Procuradoria quer manter preso corretor de venda de sentenças da Bahia

29 Fevereiro 2020 - 09:58

Procuradoria quer manter preso corretor de venda de sentenças da Bahia

Foto: Reprodução | Carlos Augusto

Apontado pela Operação Faroeste como “operador e corretor na venda de sentenças judiciais”, o secretário do Judiciário do Tribunal de Justiça da Bahia, Antônio Roque do Nascimento, deve permanecer preso. O pedido para a permanência da prisão de Antônio é da subprocuradora-geral da República, Lindôra Araújo em solicitação ao ministro do Superior Tribunal de Justiça, Og Fernandes. Segundo a subprocuradora-geral, as evidências coletadas e o agravante do caso não deve ser permitido a liberação do secretário. “Diante das evidências coletadas, o agravante teve participação decisiva, antes e durante a Presidência de Gesivaldo Britto, funcionando como consultor, designador de magistrados investigados e elaborador de decisões, além de gestor financeiro de ativos criminosos, cujos ganhos convergem no seu patrimônio abastado, destoante de seus vencimentos no serviço público, razão pela qual sua prisão é única via de interromper tal cadeia criminosa”, escreveu. Além de Nascimento Neves, Lindôra também defendeu a manutenção da prisão de mais outros cinco alvos da Operação Faroeste no dia 14 de fevereiro. Entre eles, a ex-presidente do Tribunal de Justiça da Bahia, Maria do Socorro Barreto Santiago, do juiz, Sérgio Humberto Quadros Sampaio e outros três alvos. Os seis magistrados estão presos desde novembro de 2019, quando foi deflagrada a operação. Os seis magistrados denunciados tiveram seus afastamentos prorrogados por mais um ano pela Corte Especial do STJ no último dia 5. A subprocuradora-geral afirmou que a prisão preventiva de Nascimento Neves está em conformidade com o novo prazo estabelecido pela Lei 13.964/2019. Pela norma, a Justiça deverá revisar a necessidade de manutenção da prisão preventiva a cada 90 dias, mediante decisão fundamentada, sob pena de tornar a medida ilegal.
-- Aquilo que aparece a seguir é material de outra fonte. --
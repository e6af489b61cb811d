//! Z-score mean reversion: fade moves beyond `num_std` deviations, exit at the mean.

use crate::domain::{OrderRequest, Portfolio, Side};
use crate::engine::{require_positive, MarketView, ParameterError};
use serde::{Deserialize, Serialize};

use super::stats::{mean, std_dev};
use super::{require_window, StrategyLogic};

fn default_lookback() -> usize {
    20
}
fn default_num_std() -> f64 {
    2.0
}
fn default_quantity() -> f64 {
    100.0
}

#[derive(Debug, Clone, PartialEq, Serialize, Deserialize)]
pub struct MeanReversion {
    pub symbol: String,
    #[serde(default = "default_lookback")]
    pub lookback: usize,
    #[serde(default = "default_num_std")]
    pub num_std: f64,
    #[serde(default = "default_quantity")]
    pub quantity: f64,
}

impl MeanReversion {
    pub fn new(symbol: impl Into<String>, lookback: usize, num_std: f64, quantity: f64) -> Self {
        Self {
            symbol: symbol.into(),
            lookback,
            num_std,
            quantity,
        }
    }

    pub fn validate(&self) -> Result<(), ParameterError> {
        require_window("lookback", self.lookback, 2)?;
        require_positive("num_std", self.num_std)?;
        require_positive("quantity", self.quantity)
    }

    fn z_score(closes: &[f64]) -> Option<f64> {
        let sd = std_dev(closes);
        if sd < 1e-12 {
            return None;
        }
        let last = *closes.last()?;
        Some((last - mean(closes)) / sd)
    }
}

impl StrategyLogic for MeanReversion {
    fn name(&self) -> &'static str {
        "mean_reversion"
    }

    fn on_bar(&self, view: &MarketView<'_>, portfolio: &Portfolio) -> Vec<OrderRequest> {
        if view.symbol() != self.symbol {
            return vec![];
        }
        let closes = view.closes(&self.symbol, self.lookback);
        if closes.len() < self.lookback {
            return vec![];
        }
        let Some(z) = Self::z_score(&closes) else {
            return vec![];
        };

        let held = portfolio.quantity(&self.symbol);
        let position = portfolio.position(&self.symbol);
        let is_long = position.is_some_and(|p| p.is_long());
        let is_short = position.is_some_and(|p| p.is_short());

        let order = if is_long && z >= 0.0 {
            OrderRequest::market(&self.symbol, Side::Sell, held)
        } else if is_short && z <= 0.0 {
            OrderRequest::market(&self.symbol, Side::Buy, -held)
        } else if !is_long && !is_short && z < -self.num_std {
            OrderRequest::market(&self.symbol, Side::Buy, self.quantity)
        } else if !is_long && !is_short && z > self.num_std {
            OrderRequest::market(&self.symbol, Side::Sell, self.quantity)
        } else {
            return vec![];
        };
        vec![order]
    }
}

#[cfg(test)]
mod tests {
    use super::*;

    #[test]
    fn z_score_sign_follows_last_price() {
        let z = MeanReversion::z_score(&[10.0, 10.0, 10.0, 13.0]).unwrap();
        assert!(z > 1.0);
        let z = MeanReversion::z_score(&[10.0, 10.0, 10.0, 7.0]).unwrap();
        assert!(z < -1.0);
    }

    #[test]
    fn constant_series_has_no_z() {
        assert_eq!(MeanReversion::z_score(&[5.0; 10]), None);
    }
}
//! SimLab CLI: backtest, verify, replay and data generation commands.
//!
//! Commands:
//! - `backtest`: run a spec over a bar file (or synthetic data) and write artifacts
//! - `verify`: re-run the verification suite from a run directory alone
//! - `replay`: run a spec N times and compare output digests
//! - `generate`: write a synthetic multi-symbol tape as Parquet
//!
//! Exit status is 2 when a run fails verification or a replay diverges.

use anyhow::{bail, Context, Result};
use clap::{Parser, Subcommand};
use simlab_core::data::{interleave, write_bars_parquet, SyntheticSeries};
use simlab_core::domain::Bar;
use simlab_core::rng::SeedHierarchy;
use simlab_core::strategy::StrategyLogic;
use simlab_runner::{
    load_market_data, replay, run_backtest, ArtifactManager, BacktestResult, RunSpec,
    VerificationReport, Verifier,
};
use std::path::{Path, PathBuf};
use tracing::info;
use tracing_subscriber::prelude::*;

#[derive(Parser)]
#[command(
    name = "simlab",
    about = "SimLab CLI: deterministic backtesting with post-run verification"
)]
struct Cli {
    #[command(subcommand)]
    command: Commands,
}

#[derive(Subcommand)]
enum Commands {
    /// Run a backtest and write trades, equity curve, summary and report.
    Backtest {
        /// Run spec (.json or .toml).
        #[arg(long)]
        spec: PathBuf,

        /// Bar file (.parquet or .csv).
        #[arg(long, conflicts_with = "synthetic")]
        data: Option<PathBuf>,

        /// Generate this many synthetic daily bars per symbol instead of reading a file.
        #[arg(long)]
        synthetic: Option<usize>,

        /// Output directory for artifacts.
        #[arg(long, default_value = "results")]
        out: PathBuf,
    },
    /// Re-verify a run directory written by `backtest`.
    Verify {
        /// Run directory.
        #[arg(long)]
        dir: PathBuf,
    },
    /// Execute a spec several times and check the outputs are identical.
    Replay {
        #[arg(long)]
        spec: PathBuf,

        #[arg(long, conflicts_with = "synthetic")]
        data: Option<PathBuf>,

        #[arg(long)]
        synthetic: Option<usize>,

        #[arg(long, default_value_t = 3)]
        runs: usize,
    },
    /// Write a synthetic daily tape to a Parquet file.
    Generate {
        /// Output file.
        #[arg(long)]
        out: PathBuf,

        /// Symbols to generate.
        #[arg(long, num_args = 1.., default_value = "SPY")]
        symbols: Vec<String>,

        /// Bars per symbol.
        #[arg(long, default_value_t = 504)]
        bars: usize,

        #[arg(long, default_value_t = 42)]
        seed: u64,
    },
}

fn init_tracing() {
    tracing_subscriber::registry()
        .with(
            tracing_subscriber::EnvFilter::try_from_default_env()
                .unwrap_or_else(|_| "simlab_core=info,simlab_runner=info,simlab=info".into()),
        )
        .with(tracing_subscriber::fmt::layer().with_writer(std::io::stderr))
        .init();
}

fn main() -> Result<()> {
    init_tracing();
    let cli = Cli::parse();

    match cli.command {
        Commands::Backtest {
            spec,
            data,
            synthetic,
            out,
        } => run_backtest_cmd(&spec, data.as_deref(), synthetic, &out),
        Commands::Verify { dir } => run_verify_cmd(&dir),
        Commands::Replay {
            spec,
            data,
            synthetic,
            runs,
        } => run_replay_cmd(&spec, data.as_deref(), synthetic, runs),
        Commands::Generate {
            out,
            symbols,
            bars,
            seed,
        } => run_generate_cmd(&out, &symbols, bars, seed),
    }
}

/// Synthetic tape for the strategy symbol plus the declared universe.
fn synthetic_tape(spec: &RunSpec, bars: usize) -> Vec<Bar> {
    let mut symbols: Vec<String> = spec.universe.clone();
    symbols.push(spec.strategy.symbol().to_string());
    symbols.sort();
    symbols.dedup();
    generate_tape(&symbols, bars, spec.seed)
}

fn generate_tape(symbols: &[String], bars: usize, seed: u64) -> Vec<Bar> {
    let seeds = SeedHierarchy::new(seed);
    interleave(
        symbols
            .iter()
            .map(|s| SyntheticSeries::daily(s.as_str(), bars).generate(&seeds))
            .collect(),
    )
}

fn load_inputs(
    spec_path: &Path,
    data: Option<&Path>,
    synthetic: Option<usize>,
) -> Result<(RunSpec, Vec<Bar>)> {
    let spec = RunSpec::load(spec_path)
        .with_context(|| format!("Failed to load run spec {}", spec_path.display()))?;
    let bars = match (data, synthetic) {
        (Some(path), _) => load_market_data(path)
            .with_context(|| format!("Failed to load market data {}", path.display()))?,
        (None, Some(n)) => synthetic_tape(&spec, n),
        (None, None) => bail!("one of --data or --synthetic is required"),
    };
    info!(bars = bars.len(), "market data loaded");
    Ok((spec, bars))
}

fn run_backtest_cmd(
    spec_path: &Path,
    data: Option<&Path>,
    synthetic: Option<usize>,
    out: &Path,
) -> Result<()> {
    let (spec, bars) = load_inputs(spec_path, data, synthetic)?;
    let result = run_backtest(&spec, &bars)?;

    print_summary(&result);
    print_report(&result.report);

    let paths = ArtifactManager::new(out)?.save_run(&result)?;
    println!("Artifacts saved to: {}", out.display());
    println!("  {}", paths.manifest.display());

    if !result.report.passed {
        std::process::exit(2);
    }
    Ok(())
}

fn run_verify_cmd(dir: &Path) -> Result<()> {
    let manager = ArtifactManager::open(dir);
    let loaded = manager.load_run();
    let verifier = match &loaded.manifest {
        Some(m) => Verifier::new(m.spec.policy.clone(), m.spec.verification.clone()),
        None => Verifier::default(),
    };
    let report = verifier.verify(&loaded.verification_input());

    print_report(&report);
    println!("{}", serde_json::to_string_pretty(&report)?);

    if !report.passed {
        std::process::exit(2);
    }
    Ok(())
}

fn run_replay_cmd(
    spec_path: &Path,
    data: Option<&Path>,
    synthetic: Option<usize>,
    runs: usize,
) -> Result<()> {
    let (spec, bars) = load_inputs(spec_path, data, synthetic)?;
    let outcome = replay(&spec, &bars, runs)?;

    for (i, digest) in outcome.digests.iter().enumerate() {
        println!("run {:>3}: {}", i + 1, digest.0);
    }
    if outcome.deterministic {
        println!("Deterministic: all {runs} runs produced identical output");
        Ok(())
    } else {
        eprintln!("Non-deterministic: digests differ across runs");
        std::process::exit(2);
    }
}

fn run_generate_cmd(out: &Path, symbols: &[String], bars: usize, seed: u64) -> Result<()> {
    let tape = generate_tape(symbols, bars, seed);
    if let Some(parent) = out.parent().filter(|p| !p.as_os_str().is_empty()) {
        std::fs::create_dir_all(parent)
            .with_context(|| format!("Failed to create {}", parent.display()))?;
    }
    write_bars_parquet(out, &tape)?;
    println!(
        "Wrote {} bars for {} symbols to {}",
        tape.len(),
        symbols.len(),
        out.display()
    );
    Ok(())
}

fn print_summary(result: &BacktestResult) {
    let s = &result.summary;
    println!();
    println!("=== Backtest Summary ===");
    println!(
        "Strategy:         {} on {}",
        result.spec.strategy.name(),
        result.spec.strategy.symbol()
    );
    println!("Bars:             {}", result.bars_processed);
    println!("Fill timing:      {}", s.fill_timing.as_str());
    println!("Initial equity:   {:.2}", s.initial_equity);
    println!("Final equity:     {:.2}", s.final_equity);
    println!("Total return:     {:.2}%", s.total_return * 100.0);
    println!(
        "Sharpe:           {:.3} (annualization {:.0})",
        s.sharpe_ratio, s.annualization_factor
    );
    println!("Max drawdown:     {:.2}%", s.max_drawdown * 100.0);
    println!("Trades:           {}", s.trade_count);
    println!("Rejected orders:  {}", s.rejected_orders);
    println!("Commission:       {:.2}", s.total_commission);
    println!("Turnover:         {:.2}", s.turnover);
    match s.peak_leverage {
        Some(lev) => println!("Peak leverage:    {lev:.2}"),
        None => println!("Peak leverage:    unbounded (equity exhausted)"),
    }
    println!("Digest:           {}", result.digest.0);
}

fn print_report(report: &VerificationReport) {
    println!();
    println!(
        "=== Verification: {} ===",
        if report.passed { "PASSED" } else { "FAILED" }
    );
    for f in &report.findings {
        println!("[{:?}] {:?}: {}", f.severity, f.rule_id, f.message);
    }
}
O caso concreto, no entanto, segundo a PGR, ‘não se enquadra nessa previsão normativa, cujo objetivo é se evitar o prolongamento excessivo de prisões preventivas sem o devido acompanhamento’. Lindôra ainda frisa que em manifestação enviada ao STJ, em 14 de fevereiro, a prisão do envolvido foi reapreciada e mantida por decisões colegiadas recentes, tanto do STF quanto do STJ.